In humans, T. gondii infections seem to be associated with risk-taking, suicide, and various neurological disorders like Parkinson’s, Alzheimer’s, and epilepsy. Of course, correlation is not causation. Maybe people who are prone to these effects for other reasons are also for some reason more inclined to have cats.

Still, there’s this new study by Danish researchers analyzing the blood of 80,000 Danes that suggests further research might be a good idea:

To ascertain links between mental disorders and infections with T. gondii and another common pathogen, the herpes virus cytomegalovirus (CMV), the researchers identified 2,591 individuals in the blood study who were registered with psychiatric conditions, and analysed their samples to look for traces of immunoglobulin antibodies indicative of the two infections.

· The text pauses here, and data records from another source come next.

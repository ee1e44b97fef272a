use super::*;
use super::convert::RoundFrom;

use malachite::Natural;
use malachite::rational::Rational;
use malachite::base::num::arithmetic::traits::DivRound;
use malachite::base::num::basic::traits::Zero;
use malachite::base::num::conversion::traits::SaturatingFrom;
use malachite::base::num::logic::traits::SignificantBits;
use malachite::base::rounding_modes::RoundingMode;

impl F32Bits {
  /// Round `±numerator / denominator` to the nearest binary32, ties to even.
  fn round_ratio(negative: bool, numerator: &Natural, denominator: &Natural) -> Self {
    if *numerator == Natural::ZERO {
      return Self::from_fields(negative, 0, 0)
    }

    // The value lies in [2^(nb - db - 1), 2^(nb - db + 1)), so its binary exponent (floor of log2)
    // is one of those two.
    let mut exponent = numerator.significant_bits() as i64 - denominator.significant_bits() as i64;
    let below = if exponent >= 0 {
      *numerator < denominator << exponent as u64
    } else {
      numerator << exponent.unsigned_abs() < *denominator
    };
    if below {
      exponent -= 1
    }

    // Below the normal range the spacing stays that of the smallest binade.
    let exponent = exponent.max(i64::from(Self::MIN_EXP));

    // Scale so that the integer part holds the 24 significand bits, and round off the rest.
    let shift = i64::from(Self::FRACTION_BITS) - exponent;
    let (significand, _) = if shift >= 0 {
      (numerator << shift as u64).div_round(denominator, RoundingMode::Nearest)
    } else {
      numerator.div_round(denominator << shift.unsigned_abs(), RoundingMode::Nearest)
    };
    let significand = u32::saturating_from(&significand);

    // Rounding up may carry into the next binade.
    let (significand, exponent) = if significand == Self::HIDDEN_BIT << 1 {
      (significand >> 1, exponent + 1)
    } else {
      (significand, exponent)
    };

    if exponent > i64::from(Self::MAX_EXP) {
      Self::from_fields(negative, Self::EXPONENT_SPECIAL, 0)
    } else if significand < Self::HIDDEN_BIT {
      // Subnormal, or zero if everything was rounded away
      Self::from_fields(negative, 0, significand)
    } else {
      let biased = (exponent + i64::from(Self::EXPONENT_BIAS)) as u32;
      Self::from_fields(negative, biased, significand & Self::FRACTION_MASK)
    }
  }
}

impl RoundFrom<&Rational> for F32Bits {
  /// Round an exact rational to the nearest binary32 (see [Rounding](RoundFrom#rounding)). Zero
  /// gives `+0`.
  fn round_from(value: &Rational) -> Self {
    let negative = *value < 0u32;
    Self::round_ratio(negative, value.numerator_ref(), value.denominator_ref())
  }
}

impl RoundFrom<&Decimal> for F32Bits {
  /// Round an exact decimal to the nearest binary32 (see [Rounding](RoundFrom#rounding)).
  ///
  /// ```
  /// # use fp_precision::{F32Bits, RoundInto, Decimal};
  /// let third: Decimal = "0.33333333".parse()?;
  /// let x: F32Bits = (&third).round_into();
  /// assert_eq!(x.to_bit_string(), "00111110101010101010101010101011");
  /// # Ok::<(), fp_precision::ParseDecimalError>(())
  /// ```
  fn round_from(value: &Decimal) -> Self {
    // 10^38 < MAX < 10^39, and 10^-46 is below half the smallest subnormal: past these, the
    // leading digit alone decides, and the exact rational would only be a huge detour.
    if !value.is_zero() {
      let leading = value.leading_position();
      if leading > 39 {
        return Self::from_fields(value.is_negative(), Self::EXPONENT_SPECIAL, 0)
      } else if leading <= -46 {
        return Self::from_fields(value.is_negative(), 0, 0)
      }
    }
    Self::round_from(&Rational::from(value))
  }
}

impl RoundFrom<f64> for F32Bits {
  /// Round a double to the nearest binary32 (see [Rounding](RoundFrom#rounding)). Zeros and
  /// infinities keep their sign; any NaN gives [`F32Bits::NAN`].
  fn round_from(value: f64) -> Self {
    let negative = value.is_sign_negative();
    match Rational::try_from(value) {
      Ok(exact) => Self::round_ratio(negative, exact.numerator_ref(), exact.denominator_ref()),
      Err(_) if value.is_infinite() => Self::from_fields(negative, Self::EXPONENT_SPECIAL, 0),
      Err(_) => Self::NAN,
    }
  }
}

In terms of T. gondii, compared to a control group, the blood work revealed individuals with the infection were almost 50 percent more likely (odds ratio 1.47) to be diagnosed with schizophrenia disorders compared to those without an infection.

As the researchers explain, the link became even more evident when they filtered the data to account for ‘temporality’ – which meant only looking at participants who hadn’t yet been diagnosed with schizophrenia when T. gondii was found in their blood.

According to the researchers, this “corroborates that Toxoplasma has a positive effect on the rate of schizophrenia and that T. gondii infection might be a contributing causal factor for schizophrenia.”

I know the voices aren’t real, but they have some really good ideas.